In this study, we focus on merging different sources of SWE information since the seasonal snowpack serves as a critical water reservoir for many regions around the world. It stores precipitation in the winter and releases it as melt runoff in the spring and summer. California, for example, derives one-third of its water from the melting Sierra Nevada snowpack on average14, with southern California relying on it for approximately 60% of its water supply15. Not only does the snowpack provide vital water resources to people worldwide for agricultural, domestic, municipal, and industrial uses, but snow also supports the multibillion dollar per year global ski industry and tourism16 and a variety of ecosystems. We merge SWE volumes from a spatially-distributed, remote sensing-based snow reanalysis with SWE depth measurements from in-situ snow courses to extend the SWE volume record for Sierra Nevada, USA. Merging these data streams together, we leverage complementary information from the longer-length in-situ measurements and shorter-length reanalysis to estimate Sierra-wide and regional 1 April SWE volumes for nearly 80 years. The resulting 79-year SWE volume records could not have been quantified directly using one of these datasets independently. These derived (data-driven) SWE time series are more than twice as long as existing data-driven distributed SWE time series (e.g., snow reanalyses/reconstructions that rely on remote sensing) that can be used to quantify the SWE volume across this mountain range2,9,17,18,19. As an example application, we perform hydrologic frequency analysis to illustrate the importance of leveraging multiple data streams to generate longer time series for return period estimation. We show the extent to which return periods of the 1 April SWE volume can be misrepresented and how these overestimations/underestimations vary with increasing return periods.

Methods

Snow information

We use a combination of datasets (a snow reanalysis and in-situ snow courses) to derive the long-term SWE volume time series presented and analyzed here. We integrate SWE from the 90-m gridded, daily snow reanalysis9 across the Sierra Nevada (Fig. 1a) to compute the mountain range’s integrated SWE volume on 1 April from 1985–2016. Neither measurements from snow courses nor sensors were assimilated during the generation of the Sierra Nevada snow reanalysis (SNSR). Rather, Landsat fractional snow covered area images were assimilated in a Bayesian framework, and the in-situ observations were left for independent verification of the resulting SWE fields. Hence, Margulis et al.9 and Huning & Margulis20 highly verified the 1 April SWE and cumulative snowfall from the SNSR with in-situ observations from snow courses and sensors. The 32-year SNSR provides only part of the information for the construction of our regression model that also uses snow courses.

Fig. 1
figure 1

Sierra Nevada domain and verification of regressed 1 April SWE. (a) Elevation map from the Sierra Nevada snow reanalysis (SNSR). Shading denotes elevations above 1500 m in the SNSR domain. Locations of snow courses used in this study are demarcated within the 20 delineated river basins. Basins are grouped regionally across the northern (N) and southern (S) Sierra Nevada. (b) Sierra-wide regressed SWE from the linear regression model built using snow courses versus SNSR SWE for 1985–2016. The correlation coefficient (r), root-mean-squared error (RMSE), mean error (ME), and Nash-Sutcliffe Efficiency (NSE) are provided.

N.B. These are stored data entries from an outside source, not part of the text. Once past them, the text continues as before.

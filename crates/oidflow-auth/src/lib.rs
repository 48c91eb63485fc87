//! # oidflow-auth - OAuth 2.0 / OpenID Connect client
//!
//! Token acquisition for public and confidential clients, plus standalone
//! validation of JWTs issued by an OpenID provider.
//!
//! ## Architecture
//!
//! - [`application`] - [`ClientApplication`], the orchestrator behind every
//!   `acquire_token_*` call
//! - [`grant`] - one client per OAuth grant (device code, username/password,
//!   authorization code, silent, refresh token, client credentials)
//! - [`jwt`] - token validation: key source resolution, signature and claim
//!   checks, OIDC hash claims
//! - [`authority`] - authority parsing and OpenID discovery
//! - [`cache`] - token cache trait and the in-memory default
//! - [`telemetry`] - server telemetry headers and optional metrics
//! - [`network`] - the HTTP seam and its reqwest implementation
//!
//! ## Quick Start
//!
//! ```rust,no_run
//! use oidflow_auth::{ClientApplication, Configuration, RequestOptions, ClientCredentialRequest};
//!
//! # async fn run() -> oidflow_auth::Result<()> {
//! let app = ClientApplication::new(
//!     Configuration::new("my-client-id", "https://login.example.com/contoso/")
//!         .with_client_secret("s3cret"),
//! )?;
//!
//! let result = app
//!     .acquire_token_by_client_credential(ClientCredentialRequest {
//!         options: RequestOptions::with_scopes(["api://backend/.default"]),
//!     })
//!     .await?;
//! if let Some(result) = result {
//!     println!("token expires at {}", result.expires_on);
//! }
//! # Ok(())
//! # }
//! ```
//!
//! ## Token validation
//!
//! ```rust,no_run
//! use oidflow_auth::{ClientApplication, Configuration, ValidationConfig};
//!
//! # async fn run(app: ClientApplication, token: &str) -> oidflow_auth::Result<()> {
//! let config = ValidationConfig::new(["https://issuer.example.com/"], ["api://my-api"]);
//! let validated = app.validate_token(token, &config).await?;
//! println!("subject: {:?}", validated.payload.get("sub"));
//! # Ok(())
//! # }
//! ```
//!
//! ## Feature Flags
//!
//! - `metrics` - acquisition, cache and validation metrics via the `metrics` facade
//!
//! ## Standards Compliance
//!
//! - **RFC 6749** - OAuth 2.0 Authorization Framework
//! - **RFC 7636** - Proof Key for Code Exchange (PKCE)
//! - **RFC 7519** - JSON Web Token (JWT)
//! - **RFC 7517** - JSON Web Key (JWK)
//! - **RFC 8628** - OAuth 2.0 Device Authorization Grant
//! - **OpenID Connect Core 1.0** and **Discovery 1.0**

#![cfg_attr(docsrs, feature(doc_cfg))]

pub mod account;
pub mod application;
pub mod authority;
pub mod cache;
pub mod config;
pub mod crypto;
pub mod error;
pub mod grant;
pub mod jwt;
pub mod network;
pub mod request;
pub mod telemetry;

#[cfg(test)]
mod test_support;

#[doc(inline)]
pub use account::{AccountInfo, ClientInfo, IdTokenClaims};
#[doc(inline)]
pub use application::{ClientApplication, ClientApplicationBuilder, ClientApplicationConfig};
#[doc(inline)]
pub use authority::{Authority, AuthorityMetadata, OpenIdConfiguration};
#[doc(inline)]
pub use cache::{CacheError, InMemoryTokenCache, TokenCache};
#[doc(inline)]
pub use config::{AuthOptions, Configuration, LoggerOptions, ProtocolMode, SystemOptions};
#[doc(inline)]
pub use crypto::{CryptoProvider, DefaultCryptoProvider, PkceCodes};
#[doc(inline)]
pub use error::{
    AcquisitionError, AcquisitionErrorKind, AuthError, ClaimsError, ConfigurationError,
    ResolutionError, Result, VerificationCheck, VerificationError,
};
#[doc(inline)]
pub use grant::{AuthenticationResult, AuthorizationUrl};
#[doc(inline)]
pub use jwt::{
    Algorithm, HashChecker, SigningKey, TokenValidationResult, TokenValidator, ValidationConfig,
};
#[doc(inline)]
pub use network::{NetworkError, NetworkModule, ReqwestNetworkModule};
#[doc(inline)]
pub use request::{
    AuthorizationCodeRequest, AuthorizationUrlRequest, ClientCredentialRequest, DeviceCodeInfo,
    DeviceCodeRequest, GrantRequest, RefreshTokenRequest, RequestOptions, ScopeSet,
    SilentFlowRequest, UsernamePasswordRequest,
};
#[doc(inline)]
pub use telemetry::{ApiId, TelemetryStore};
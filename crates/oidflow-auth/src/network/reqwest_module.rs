//! Default [`NetworkModule`] backed by reqwest
//!
//! Configured to:
//! - NOT follow redirects (token and key endpoints must answer directly)
//! - use rustls for TLS
//! - time out after 30 seconds unless overridden

use std::time::Duration;

use async_trait::async_trait;
use http::{HeaderMap, HeaderName, HeaderValue};

use super::{NetworkError, NetworkModule, NetworkRequestOptions, NetworkResponse};

/// reqwest-backed network module
#[derive(Clone)]
pub struct ReqwestNetworkModule {
    inner: reqwest::Client,
}

impl ReqwestNetworkModule {
    /// Create a module with a 30 second timeout and redirects disabled
    ///
    /// # Errors
    ///
    /// Returns an error if the underlying client cannot be built (TLS backend
    /// initialisation failure).
    pub fn new() -> Result<Self, NetworkError> {
        Self::with_timeout(Duration::from_secs(30))
    }

    /// Create a module with a custom timeout
    ///
    /// # Errors
    ///
    /// Returns an error if the underlying client cannot be built.
    pub fn with_timeout(timeout: Duration) -> Result<Self, NetworkError> {
        let inner = reqwest::Client::builder()
            .redirect(reqwest::redirect::Policy::none())
            .timeout(timeout)
            .build()
            .map_err(|e| NetworkError::Request(format!("Failed to create HTTP client: {e}")))?;

        Ok(Self { inner })
    }

    /// Wrap an existing reqwest client
    ///
    /// # Warning
    /// Ensure the client is configured with `redirect::Policy::none()`.
    pub fn from_client(client: reqwest::Client) -> Self {
        Self { inner: client }
    }

    async fn execute(
        &self,
        method: reqwest::Method,
        url: &str,
        options: NetworkRequestOptions,
    ) -> Result<NetworkResponse, NetworkError> {
        let mut req_builder = self.inner.request(method, url);

        for (name, value) in options.headers.iter() {
            req_builder = req_builder.header(name.as_str(), value.as_bytes());
        }

        if let Some(body) = options.body {
            req_builder = req_builder.body(body);
        }

        let response = req_builder
            .send()
            .await
            .map_err(|e| NetworkError::Request(e.to_string()))?;

        let status = response.status().as_u16();

        let mut headers = HeaderMap::new();
        for (name, value) in response.headers().iter() {
            let name = HeaderName::from_bytes(name.as_str().as_bytes())
                .map_err(|e| NetworkError::InvalidHeader(e.to_string()))?;
            let value = HeaderValue::from_bytes(value.as_bytes())
                .map_err(|e| NetworkError::InvalidHeader(e.to_string()))?;
            headers.append(name, value);
        }

        let body = response
            .bytes()
            .await
            .map_err(|e| NetworkError::BodyRead(e.to_string()))?
            .to_vec();

        Ok(NetworkResponse {
            status,
            headers,
            body,
        })
    }
}

impl std::fmt::Debug for ReqwestNetworkModule {
    fn fmt(&self, f: &mut std::fmt::Formatter<'_>) -> std::fmt::Result {
        f.debug_struct("ReqwestNetworkModule")
            .field("inner", &"<reqwest::Client>")
            .finish()
    }
}

#[async_trait]
impl NetworkModule for ReqwestNetworkModule {
    async fn send_get_request(
        &self,
        url: &str,
        options: NetworkRequestOptions,
    ) -> Result<NetworkResponse, NetworkError> {
        self.execute(reqwest::Method::GET, url, options).await
    }

    async fn send_post_request(
        &self,
        url: &str,
        options: NetworkRequestOptions,
    ) -> Result<NetworkResponse, NetworkError> {
        self.execute(reqwest::Method::POST, url, options).await
    }
}
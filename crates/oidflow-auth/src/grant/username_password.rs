//! Resource owner password credentials grant

use oauth2::{ResourceOwnerPassword, ResourceOwnerUsername};
use secrecy::{ExposeSecret, SecretString};
use tracing::debug;

use super::{
    AuthenticationResult, IdTokenBinding, ResponseHandler, acquisition_error, extra_parameters,
    http_client, scopes, token_client, token_error,
};
use crate::application::ClientApplicationConfig;
use crate::error::Result;
use crate::request::BaseAuthRequest;

/// Exchanges a username and password for tokens
#[derive(Debug, Clone)]
pub struct UsernamePasswordClient {
    config: ClientApplicationConfig,
}

impl UsernamePasswordClient {
    /// Client bound to `config`
    pub fn new(config: ClientApplicationConfig) -> Self {
        Self { config }
    }

    /// Redeem the user's credentials
    ///
    /// # Errors
    ///
    /// Returns an acquisition error when the token endpoint rejects the
    /// credentials or cannot be reached.
    pub async fn acquire_token(
        &self,
        request: &BaseAuthRequest,
        username: &str,
        password: &SecretString,
    ) -> Result<AuthenticationResult> {
        debug!(
            username = %self.config.configuration().logger.pii(username),
            "Acquiring token with username and password"
        );

        let client = token_client(&self.config)?;
        let http = http_client(&self.config);
        let username = ResourceOwnerUsername::new(username.to_string());
        let password = ResourceOwnerPassword::new(password.expose_secret().clone());

        let mut token_request = client
            .exchange_password(&username, &password)
            .add_scopes(scopes(request));
        for (name, value) in extra_parameters(&self.config, request) {
            token_request = token_request.add_extra_param(name, value);
        }

        let response = token_request
            .request_async(&http)
            .await
            .map_err(|e| acquisition_error(&self.config, token_error(&self.config, e)))?;

        ResponseHandler::new(&self.config, request)
            .handle(response, IdTokenBinding::default(), None)
            .await
    }
}
//! JWT validation
//!
//! This module verifies compact JWS tokens issued by an OpenID provider:
//!
//! - `hash` - OIDC left-half SHA-256 hashes for `c_hash` / `at_hash`
//! - `jwks` - JWKS fetching with a TTL cache
//! - `params` - caller policy and derived per-call parameters
//! - `keys` - key source resolution (local keys, JWKS URI, discovery)
//! - `claims` - nonce, `c_hash` and `at_hash` rules
//! - `validator` - the full validation pipeline
//!
//! ## Key sources
//!
//! Keys come from the first source that applies, in this order:
//!
//! 1. keys supplied in [`ValidationConfig::issuer_signing_keys`]
//! 2. the JWKS at [`ValidationConfig::issuer_signing_jwks_uri`]
//! 3. the `jwks_uri` of the authority's discovery document
//!
//! A failure in the chosen source is returned as is; later sources are not
//! tried.

pub mod claims;
pub mod hash;
pub mod jwks;
pub mod keys;
pub mod params;
pub mod validator;

pub use claims::ClaimsValidator;
pub use hash::HashChecker;
pub use jwks::{DEFAULT_JWKS_TTL, JwksCache, JwksClient};
pub use keys::{
    DiscoveryStrategy, KeySet, KeySetStrategy, KeySource, KeySourceResolver, LocalKeysStrategy,
    RemoteJwksStrategy,
};
pub use params::{
    DEFAULT_ALGORITHMS, DEFAULT_TOKEN_TYPE, SigningKey, ValidationConfig, ValidationParameters,
};
pub use validator::{TokenValidationResult, TokenValidator};

pub use jsonwebtoken::Algorithm;
//! Validation configuration and the per-call parameters derived from it

use std::time::Duration;

use jsonwebtoken::Algorithm;
use jsonwebtoken::jwk::Jwk;

use crate::error::ConfigurationError;

/// Algorithms accepted when the caller lists none
pub const DEFAULT_ALGORITHMS: [Algorithm; 3] = [Algorithm::RS256, Algorithm::ES256, Algorithm::PS256];

/// Token type expected when the caller lists none
pub const DEFAULT_TOKEN_TYPE: &str = "JWT";

/// Statically supplied verification key
#[derive(Debug, Clone)]
pub enum SigningKey {
    /// A JSON Web Key
    Jwk(Jwk),
    /// PEM-encoded RSA public key
    RsaPem {
        /// Key id matched against the token's `kid`
        kid: Option<String>,
        /// PEM document
        pem: String,
    },
    /// PEM-encoded EC public key
    EcPem {
        /// Key id matched against the token's `kid`
        kid: Option<String>,
        /// PEM document
        pem: String,
    },
}

/// Caller-facing validation policy
#[derive(Debug, Clone)]
pub struct ValidationConfig {
    /// Accepted issuers; at least one non-empty entry is required
    pub valid_issuers: Vec<String>,
    /// Accepted audiences; at least one non-empty entry is required
    pub valid_audiences: Vec<String>,
    /// Accepted signature algorithms (defaults to RS256, ES256, PS256)
    pub valid_algorithms: Vec<Algorithm>,
    /// Accepted token types; the first entry is the one enforced
    pub valid_types: Vec<String>,
    /// Local verification keys; when present no network call is made
    pub issuer_signing_keys: Vec<SigningKey>,
    /// Remote JWKS URI, used when no local keys are given
    pub issuer_signing_jwks_uri: Option<String>,
    /// Base URL for discovery; defaults to the first valid issuer
    pub authority: Option<String>,
    /// Required `sub` value
    pub subject: Option<String>,
    /// Expected `nonce`
    pub nonce: Option<String>,
    /// Authorization code bound by `c_hash`
    pub code: Option<String>,
    /// Access token bound by `at_hash`
    pub access_token_for_at_hash: Option<String>,
    /// Tolerance on `exp` / `nbf`
    pub clock_skew: Duration,
}

impl Default for ValidationConfig {
    fn default() -> Self {
        Self {
            valid_issuers: Vec::new(),
            valid_audiences: Vec::new(),
            valid_algorithms: DEFAULT_ALGORITHMS.to_vec(),
            valid_types: vec![DEFAULT_TOKEN_TYPE.to_string()],
            issuer_signing_keys: Vec::new(),
            issuer_signing_jwks_uri: None,
            authority: None,
            subject: None,
            nonce: None,
            code: None,
            access_token_for_at_hash: None,
            clock_skew: Duration::from_secs(60),
        }
    }
}

impl ValidationConfig {
    /// Policy accepting `issuers` and `audiences` with default everything else
    pub fn new<I, A>(issuers: I, audiences: A) -> Self
    where
        I: IntoIterator,
        I::Item: Into<String>,
        A: IntoIterator,
        A::Item: Into<String>,
    {
        Self {
            valid_issuers: issuers.into_iter().map(Into::into).collect(),
            valid_audiences: audiences.into_iter().map(Into::into).collect(),
            ..Default::default()
        }
    }

    /// Verify with local keys
    pub fn with_signing_keys(mut self, keys: Vec<SigningKey>) -> Self {
        self.issuer_signing_keys = keys;
        self
    }

    /// Verify with a remote JWKS
    pub fn with_jwks_uri(mut self, jwks_uri: impl Into<String>) -> Self {
        self.issuer_signing_jwks_uri = Some(jwks_uri.into());
        self
    }

    /// Discover keys from this authority instead of the first issuer
    pub fn with_authority(mut self, authority: impl Into<String>) -> Self {
        self.authority = Some(authority.into());
        self
    }

    /// Require this subject
    pub fn with_subject(mut self, subject: impl Into<String>) -> Self {
        self.subject = Some(subject.into());
        self
    }

    /// Expect this nonce
    pub fn with_nonce(mut self, nonce: impl Into<String>) -> Self {
        self.nonce = Some(nonce.into());
        self
    }

    /// Check `c_hash` against this code
    pub fn with_code(mut self, code: impl Into<String>) -> Self {
        self.code = Some(code.into());
        self
    }

    /// Check `at_hash` against this access token
    pub fn with_access_token(mut self, access_token: impl Into<String>) -> Self {
        self.access_token_for_at_hash = Some(access_token.into());
        self
    }

    /// Accept these token types (first one enforced)
    pub fn with_types<T>(mut self, types: T) -> Self
    where
        T: IntoIterator,
        T::Item: Into<String>,
    {
        self.valid_types = types.into_iter().map(Into::into).collect();
        self
    }

    /// Accept these algorithms
    pub fn with_algorithms(mut self, algorithms: Vec<Algorithm>) -> Self {
        self.valid_algorithms = algorithms;
        self
    }
}

/// Immutable parameters of one validation call
#[derive(Debug, Clone)]
pub struct ValidationParameters {
    valid_issuers: Vec<String>,
    valid_audiences: Vec<String>,
    valid_algorithms: Vec<Algorithm>,
    valid_types: Vec<String>,
    issuer_signing_keys: Vec<SigningKey>,
    issuer_signing_jwks_uri: Option<String>,
    authority: Option<String>,
    subject: Option<String>,
    nonce: Option<String>,
    code: Option<String>,
    access_token_for_at_hash: Option<String>,
    clock_skew: Duration,
}

fn non_empty(values: &[String]) -> Vec<String> {
    values
        .iter()
        .map(|v| v.trim())
        .filter(|v| !v.is_empty())
        .map(str::to_string)
        .collect()
}

impl ValidationParameters {
    /// Derive parameters from a caller policy
    ///
    /// # Errors
    ///
    /// Returns [`ConfigurationError::EmptyIssuers`] or
    /// [`ConfigurationError::EmptyAudiences`] when either list has no
    /// non-empty entry.
    pub fn from_config(config: &ValidationConfig) -> Result<Self, ConfigurationError> {
        let valid_issuers = non_empty(&config.valid_issuers);
        if valid_issuers.is_empty() {
            return Err(ConfigurationError::EmptyIssuers);
        }
        let valid_audiences = non_empty(&config.valid_audiences);
        if valid_audiences.is_empty() {
            return Err(ConfigurationError::EmptyAudiences);
        }

        let mut valid_algorithms = Vec::with_capacity(config.valid_algorithms.len());
        for alg in &config.valid_algorithms {
            if !valid_algorithms.contains(alg) {
                valid_algorithms.push(*alg);
            }
        }
        if valid_algorithms.is_empty() {
            valid_algorithms = DEFAULT_ALGORITHMS.to_vec();
        }

        let mut valid_types = non_empty(&config.valid_types);
        if valid_types.is_empty() {
            valid_types.push(DEFAULT_TOKEN_TYPE.to_string());
        }

        let filled = |v: &Option<String>| v.clone().filter(|s| !s.is_empty());

        Ok(Self {
            valid_issuers,
            valid_audiences,
            valid_algorithms,
            valid_types,
            issuer_signing_keys: config.issuer_signing_keys.clone(),
            issuer_signing_jwks_uri: filled(&config.issuer_signing_jwks_uri),
            authority: filled(&config.authority),
            subject: filled(&config.subject),
            nonce: filled(&config.nonce),
            code: filled(&config.code),
            access_token_for_at_hash: filled(&config.access_token_for_at_hash),
            clock_skew: config.clock_skew,
        })
    }

    /// Accepted issuers
    pub fn valid_issuers(&self) -> &[String] {
        &self.valid_issuers
    }

    /// Accepted audiences
    pub fn valid_audiences(&self) -> &[String] {
        &self.valid_audiences
    }

    /// Accepted algorithms, deduplicated, in caller order
    pub fn valid_algorithms(&self) -> &[Algorithm] {
        &self.valid_algorithms
    }

    /// Accepted token types
    pub fn valid_types(&self) -> &[String] {
        &self.valid_types
    }

    /// The enforced token type
    pub fn expected_type(&self) -> &str {
        // from_config guarantees one entry
        self.valid_types.first().map_or(DEFAULT_TOKEN_TYPE, String::as_str)
    }

    /// Local keys
    pub fn issuer_signing_keys(&self) -> &[SigningKey] {
        &self.issuer_signing_keys
    }

    /// Remote JWKS URI
    pub fn issuer_signing_jwks_uri(&self) -> Option<&str> {
        self.issuer_signing_jwks_uri.as_deref()
    }

    /// Discovery document URL: `{authority or first issuer}/.well-known/openid-configuration`
    pub fn discovery_url(&self) -> String {
        let base = self
            .authority
            .as_deref()
            .or_else(|| self.valid_issuers.first().map(String::as_str))
            .unwrap_or_default();
        format!(
            "{}/.well-known/openid-configuration",
            base.trim_end_matches('/')
        )
    }

    /// Required subject
    pub fn subject(&self) -> Option<&str> {
        self.subject.as_deref()
    }

    /// Expected nonce
    pub fn nonce(&self) -> Option<&str> {
        self.nonce.as_deref()
    }

    /// Authorization code for `c_hash`
    pub fn code(&self) -> Option<&str> {
        self.code.as_deref()
    }

    /// Access token for `at_hash`
    pub fn access_token_for_at_hash(&self) -> Option<&str> {
        self.access_token_for_at_hash.as_deref()
    }

    /// Clock skew tolerance
    pub fn clock_skew(&self) -> Duration {
        self.clock_skew
    }
}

To extend the 1 April SWE volume time series beyond the 32 years available directly from the SNSR, we use the average 1 April SWE depth from the California Department of Water Resources (CADWR) snow courses (http://cdec.water.ca.gov/snow/) from 1940–2018. Snow courses tend to be located at low to mid-elevation in relatively flat areas, which may not fully represent the large spatiotemporal heterogeneity of the snowpack or higher elevation SWE across mountainous terrain17,21,22,23. The snow courses used in this study are located at elevations above 1500 m, which is often seasonally snow-covered24 and defines the SNSR domain (Fig. 1a). CADWR does not always conduct snow surveys on 1 April, but usually within a few days of the date. Nonetheless, those measurements are considered to be representative of the 1 April snow state. For individual snow courses to be included in the construction of our 79-year SWE volume time series, they must have observations for both 80% of the overlap period with the SNSR and 80% of the entire period of 1940–2018. Figure 1a shows the location of the snow courses utilized. We do not consider snow sensors in this study since they have a shorter record than the courses, and therefore, they would not allow us to substantially increase our temporal window of analysis. We ultimately use the combined information from the SNSR and snow courses to derive the SWE volume over the longer time period, 1940–2018.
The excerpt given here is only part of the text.